▶ What this task involves
Find the word "stored" in the listing. Copy out each line where it occurs.

▶ Data shown
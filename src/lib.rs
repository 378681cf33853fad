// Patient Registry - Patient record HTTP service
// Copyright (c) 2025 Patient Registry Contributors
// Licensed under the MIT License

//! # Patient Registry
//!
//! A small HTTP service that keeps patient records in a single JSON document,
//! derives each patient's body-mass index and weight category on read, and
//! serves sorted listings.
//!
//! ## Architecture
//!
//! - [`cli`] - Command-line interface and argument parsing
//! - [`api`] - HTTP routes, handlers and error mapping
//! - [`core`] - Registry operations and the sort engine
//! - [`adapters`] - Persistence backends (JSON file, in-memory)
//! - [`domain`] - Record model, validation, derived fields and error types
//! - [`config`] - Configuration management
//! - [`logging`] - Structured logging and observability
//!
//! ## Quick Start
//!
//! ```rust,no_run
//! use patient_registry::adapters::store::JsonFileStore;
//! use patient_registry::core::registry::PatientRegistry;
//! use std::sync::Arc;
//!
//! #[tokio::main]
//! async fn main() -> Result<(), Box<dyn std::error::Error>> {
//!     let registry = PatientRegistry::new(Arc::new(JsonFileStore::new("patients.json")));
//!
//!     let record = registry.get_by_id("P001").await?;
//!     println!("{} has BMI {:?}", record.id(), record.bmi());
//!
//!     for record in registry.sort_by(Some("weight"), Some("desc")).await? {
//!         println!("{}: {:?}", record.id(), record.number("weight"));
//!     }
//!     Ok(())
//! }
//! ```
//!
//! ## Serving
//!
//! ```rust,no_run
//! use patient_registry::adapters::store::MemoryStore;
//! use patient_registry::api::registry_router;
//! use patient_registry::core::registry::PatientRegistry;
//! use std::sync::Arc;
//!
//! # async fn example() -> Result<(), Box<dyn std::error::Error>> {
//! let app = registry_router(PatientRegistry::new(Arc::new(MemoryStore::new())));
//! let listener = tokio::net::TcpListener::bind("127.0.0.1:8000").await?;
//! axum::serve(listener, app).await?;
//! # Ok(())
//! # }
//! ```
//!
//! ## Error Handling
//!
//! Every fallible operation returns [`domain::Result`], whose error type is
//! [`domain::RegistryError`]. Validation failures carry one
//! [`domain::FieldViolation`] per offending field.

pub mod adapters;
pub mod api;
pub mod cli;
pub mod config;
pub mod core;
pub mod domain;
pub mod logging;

--

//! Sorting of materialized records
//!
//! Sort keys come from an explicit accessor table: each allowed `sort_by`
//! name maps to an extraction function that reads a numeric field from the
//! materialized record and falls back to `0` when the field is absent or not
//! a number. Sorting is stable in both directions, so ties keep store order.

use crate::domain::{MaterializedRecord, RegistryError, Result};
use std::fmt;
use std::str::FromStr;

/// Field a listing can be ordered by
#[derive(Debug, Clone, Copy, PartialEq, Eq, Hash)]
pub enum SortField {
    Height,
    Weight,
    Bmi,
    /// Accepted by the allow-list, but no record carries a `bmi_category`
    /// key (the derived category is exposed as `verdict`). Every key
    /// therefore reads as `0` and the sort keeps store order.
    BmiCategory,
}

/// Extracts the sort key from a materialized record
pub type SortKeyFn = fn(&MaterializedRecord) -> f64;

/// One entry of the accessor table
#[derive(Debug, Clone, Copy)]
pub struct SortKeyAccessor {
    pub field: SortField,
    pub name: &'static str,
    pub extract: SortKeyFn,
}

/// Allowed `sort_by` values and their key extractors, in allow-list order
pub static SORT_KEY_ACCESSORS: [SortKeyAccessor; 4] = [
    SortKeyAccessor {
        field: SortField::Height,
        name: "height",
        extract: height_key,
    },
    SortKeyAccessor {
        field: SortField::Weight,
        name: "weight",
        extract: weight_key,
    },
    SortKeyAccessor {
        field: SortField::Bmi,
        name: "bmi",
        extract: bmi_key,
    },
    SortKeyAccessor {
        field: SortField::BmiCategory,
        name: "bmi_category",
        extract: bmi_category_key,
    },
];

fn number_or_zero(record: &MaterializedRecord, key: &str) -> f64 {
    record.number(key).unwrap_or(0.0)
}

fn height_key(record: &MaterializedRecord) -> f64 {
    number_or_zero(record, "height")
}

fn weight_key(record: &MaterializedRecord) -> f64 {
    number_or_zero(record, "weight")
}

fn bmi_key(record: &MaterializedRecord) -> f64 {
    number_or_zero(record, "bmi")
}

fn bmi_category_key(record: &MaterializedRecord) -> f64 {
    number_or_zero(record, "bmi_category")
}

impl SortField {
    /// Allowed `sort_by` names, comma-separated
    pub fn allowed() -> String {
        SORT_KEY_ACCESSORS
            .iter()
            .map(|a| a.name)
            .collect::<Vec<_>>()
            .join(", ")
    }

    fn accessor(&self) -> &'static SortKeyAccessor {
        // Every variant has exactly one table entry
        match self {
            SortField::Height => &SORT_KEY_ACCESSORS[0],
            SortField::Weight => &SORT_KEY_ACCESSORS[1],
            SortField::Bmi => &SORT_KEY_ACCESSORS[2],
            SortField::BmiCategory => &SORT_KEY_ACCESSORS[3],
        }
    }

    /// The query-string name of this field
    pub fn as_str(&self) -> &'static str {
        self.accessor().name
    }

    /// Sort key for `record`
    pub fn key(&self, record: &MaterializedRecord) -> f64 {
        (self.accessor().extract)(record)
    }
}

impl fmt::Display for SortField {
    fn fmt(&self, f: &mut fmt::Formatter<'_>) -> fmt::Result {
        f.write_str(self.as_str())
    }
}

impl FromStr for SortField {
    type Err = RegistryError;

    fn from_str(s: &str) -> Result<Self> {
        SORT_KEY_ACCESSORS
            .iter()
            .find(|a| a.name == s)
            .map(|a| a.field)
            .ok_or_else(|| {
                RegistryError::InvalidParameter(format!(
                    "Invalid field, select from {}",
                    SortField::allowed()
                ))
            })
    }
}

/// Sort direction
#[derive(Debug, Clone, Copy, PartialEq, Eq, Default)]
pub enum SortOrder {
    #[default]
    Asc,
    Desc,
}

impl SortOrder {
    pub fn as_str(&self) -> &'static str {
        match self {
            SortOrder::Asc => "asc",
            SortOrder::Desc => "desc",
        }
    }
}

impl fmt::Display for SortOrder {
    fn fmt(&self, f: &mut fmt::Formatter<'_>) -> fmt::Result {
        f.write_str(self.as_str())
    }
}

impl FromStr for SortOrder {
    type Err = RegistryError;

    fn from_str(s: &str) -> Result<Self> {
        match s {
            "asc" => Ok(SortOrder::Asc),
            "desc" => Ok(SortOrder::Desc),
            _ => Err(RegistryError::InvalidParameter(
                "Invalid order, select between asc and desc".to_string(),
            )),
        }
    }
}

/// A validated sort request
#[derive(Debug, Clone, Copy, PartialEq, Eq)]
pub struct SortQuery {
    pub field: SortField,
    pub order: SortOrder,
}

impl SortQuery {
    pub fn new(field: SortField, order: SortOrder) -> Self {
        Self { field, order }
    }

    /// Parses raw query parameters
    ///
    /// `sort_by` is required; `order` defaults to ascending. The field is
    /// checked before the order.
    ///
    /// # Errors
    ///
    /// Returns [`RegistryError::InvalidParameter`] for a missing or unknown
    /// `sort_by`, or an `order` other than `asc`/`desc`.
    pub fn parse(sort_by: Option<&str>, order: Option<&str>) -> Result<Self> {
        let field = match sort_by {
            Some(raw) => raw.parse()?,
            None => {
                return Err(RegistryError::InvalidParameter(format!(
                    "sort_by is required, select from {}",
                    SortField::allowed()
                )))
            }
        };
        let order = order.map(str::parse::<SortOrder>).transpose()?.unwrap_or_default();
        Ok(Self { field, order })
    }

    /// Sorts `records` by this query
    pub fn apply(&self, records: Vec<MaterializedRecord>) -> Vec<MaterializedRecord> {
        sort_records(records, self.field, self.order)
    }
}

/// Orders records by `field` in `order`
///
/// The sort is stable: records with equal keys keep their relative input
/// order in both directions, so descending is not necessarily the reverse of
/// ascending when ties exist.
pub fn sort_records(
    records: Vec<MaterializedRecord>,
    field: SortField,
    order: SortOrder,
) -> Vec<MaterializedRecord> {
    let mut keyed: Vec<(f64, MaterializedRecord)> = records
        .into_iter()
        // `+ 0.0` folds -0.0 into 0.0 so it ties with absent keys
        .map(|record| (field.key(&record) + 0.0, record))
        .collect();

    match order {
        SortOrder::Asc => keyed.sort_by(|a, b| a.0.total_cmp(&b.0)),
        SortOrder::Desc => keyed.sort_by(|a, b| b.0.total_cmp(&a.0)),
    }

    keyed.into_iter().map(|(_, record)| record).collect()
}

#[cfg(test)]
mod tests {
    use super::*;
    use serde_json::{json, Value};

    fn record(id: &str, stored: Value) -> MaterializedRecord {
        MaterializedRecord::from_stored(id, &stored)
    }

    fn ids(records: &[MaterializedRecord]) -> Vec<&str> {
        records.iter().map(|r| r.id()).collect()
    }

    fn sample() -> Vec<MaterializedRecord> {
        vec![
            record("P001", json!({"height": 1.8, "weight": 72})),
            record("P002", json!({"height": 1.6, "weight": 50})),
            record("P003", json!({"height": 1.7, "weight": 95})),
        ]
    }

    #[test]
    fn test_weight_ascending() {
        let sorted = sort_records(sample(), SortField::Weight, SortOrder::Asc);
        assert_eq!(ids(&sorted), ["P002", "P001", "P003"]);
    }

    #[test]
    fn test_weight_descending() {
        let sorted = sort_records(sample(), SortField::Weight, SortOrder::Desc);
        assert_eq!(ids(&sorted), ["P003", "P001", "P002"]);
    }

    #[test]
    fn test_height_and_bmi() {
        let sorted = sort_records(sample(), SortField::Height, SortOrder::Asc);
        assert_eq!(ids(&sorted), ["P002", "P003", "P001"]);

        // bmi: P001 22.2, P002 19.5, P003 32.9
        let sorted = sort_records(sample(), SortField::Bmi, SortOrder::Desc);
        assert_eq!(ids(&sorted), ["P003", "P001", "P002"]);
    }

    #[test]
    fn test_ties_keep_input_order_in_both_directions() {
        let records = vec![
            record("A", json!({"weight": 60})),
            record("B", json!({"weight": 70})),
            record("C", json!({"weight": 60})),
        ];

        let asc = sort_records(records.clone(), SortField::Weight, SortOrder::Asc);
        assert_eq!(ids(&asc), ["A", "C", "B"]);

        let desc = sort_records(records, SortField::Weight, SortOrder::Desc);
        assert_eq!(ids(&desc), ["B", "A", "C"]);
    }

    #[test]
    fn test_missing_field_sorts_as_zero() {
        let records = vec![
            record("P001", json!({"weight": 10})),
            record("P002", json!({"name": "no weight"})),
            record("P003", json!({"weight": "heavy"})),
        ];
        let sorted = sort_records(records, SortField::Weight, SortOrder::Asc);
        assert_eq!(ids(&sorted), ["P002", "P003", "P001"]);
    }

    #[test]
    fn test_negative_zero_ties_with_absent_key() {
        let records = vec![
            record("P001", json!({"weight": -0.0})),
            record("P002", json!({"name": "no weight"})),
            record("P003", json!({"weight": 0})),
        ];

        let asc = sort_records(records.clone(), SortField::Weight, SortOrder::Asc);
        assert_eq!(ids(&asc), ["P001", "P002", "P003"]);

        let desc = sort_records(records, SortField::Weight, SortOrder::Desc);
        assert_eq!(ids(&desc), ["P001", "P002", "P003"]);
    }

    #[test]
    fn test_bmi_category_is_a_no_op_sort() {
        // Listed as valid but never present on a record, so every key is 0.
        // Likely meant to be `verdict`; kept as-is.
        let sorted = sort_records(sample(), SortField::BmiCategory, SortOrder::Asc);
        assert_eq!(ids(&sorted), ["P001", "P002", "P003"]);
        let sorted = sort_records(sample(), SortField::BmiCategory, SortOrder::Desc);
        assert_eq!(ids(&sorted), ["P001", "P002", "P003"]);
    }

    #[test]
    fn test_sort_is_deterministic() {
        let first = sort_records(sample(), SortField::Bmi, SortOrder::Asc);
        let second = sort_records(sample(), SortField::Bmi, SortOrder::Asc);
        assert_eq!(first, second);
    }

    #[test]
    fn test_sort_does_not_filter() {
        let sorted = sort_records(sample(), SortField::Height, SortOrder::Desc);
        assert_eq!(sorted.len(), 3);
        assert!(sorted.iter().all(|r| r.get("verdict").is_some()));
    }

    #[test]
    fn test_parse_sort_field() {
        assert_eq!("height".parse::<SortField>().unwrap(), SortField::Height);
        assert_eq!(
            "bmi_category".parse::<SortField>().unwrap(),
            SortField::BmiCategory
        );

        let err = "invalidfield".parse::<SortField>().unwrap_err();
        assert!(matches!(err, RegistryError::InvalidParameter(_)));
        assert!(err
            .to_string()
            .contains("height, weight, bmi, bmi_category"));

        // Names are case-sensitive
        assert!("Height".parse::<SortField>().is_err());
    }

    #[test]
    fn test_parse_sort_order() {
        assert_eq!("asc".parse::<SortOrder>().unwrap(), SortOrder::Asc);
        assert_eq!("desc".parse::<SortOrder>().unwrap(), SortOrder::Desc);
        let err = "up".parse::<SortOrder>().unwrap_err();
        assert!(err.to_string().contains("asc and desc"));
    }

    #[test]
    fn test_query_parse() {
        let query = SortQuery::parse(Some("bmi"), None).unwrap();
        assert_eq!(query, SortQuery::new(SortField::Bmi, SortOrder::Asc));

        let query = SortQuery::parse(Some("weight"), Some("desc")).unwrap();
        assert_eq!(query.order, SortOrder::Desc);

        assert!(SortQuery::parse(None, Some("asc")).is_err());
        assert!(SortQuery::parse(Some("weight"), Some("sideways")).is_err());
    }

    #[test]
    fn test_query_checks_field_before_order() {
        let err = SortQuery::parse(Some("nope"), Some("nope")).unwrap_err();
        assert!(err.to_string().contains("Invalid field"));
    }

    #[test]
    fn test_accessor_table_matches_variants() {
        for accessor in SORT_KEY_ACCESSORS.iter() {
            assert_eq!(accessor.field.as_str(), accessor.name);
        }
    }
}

▶ Exercise answer
    fn record(id: &str, stored: Value) -> MaterializedRecord {
        MaterializedRecord::from_stored(id, &stored)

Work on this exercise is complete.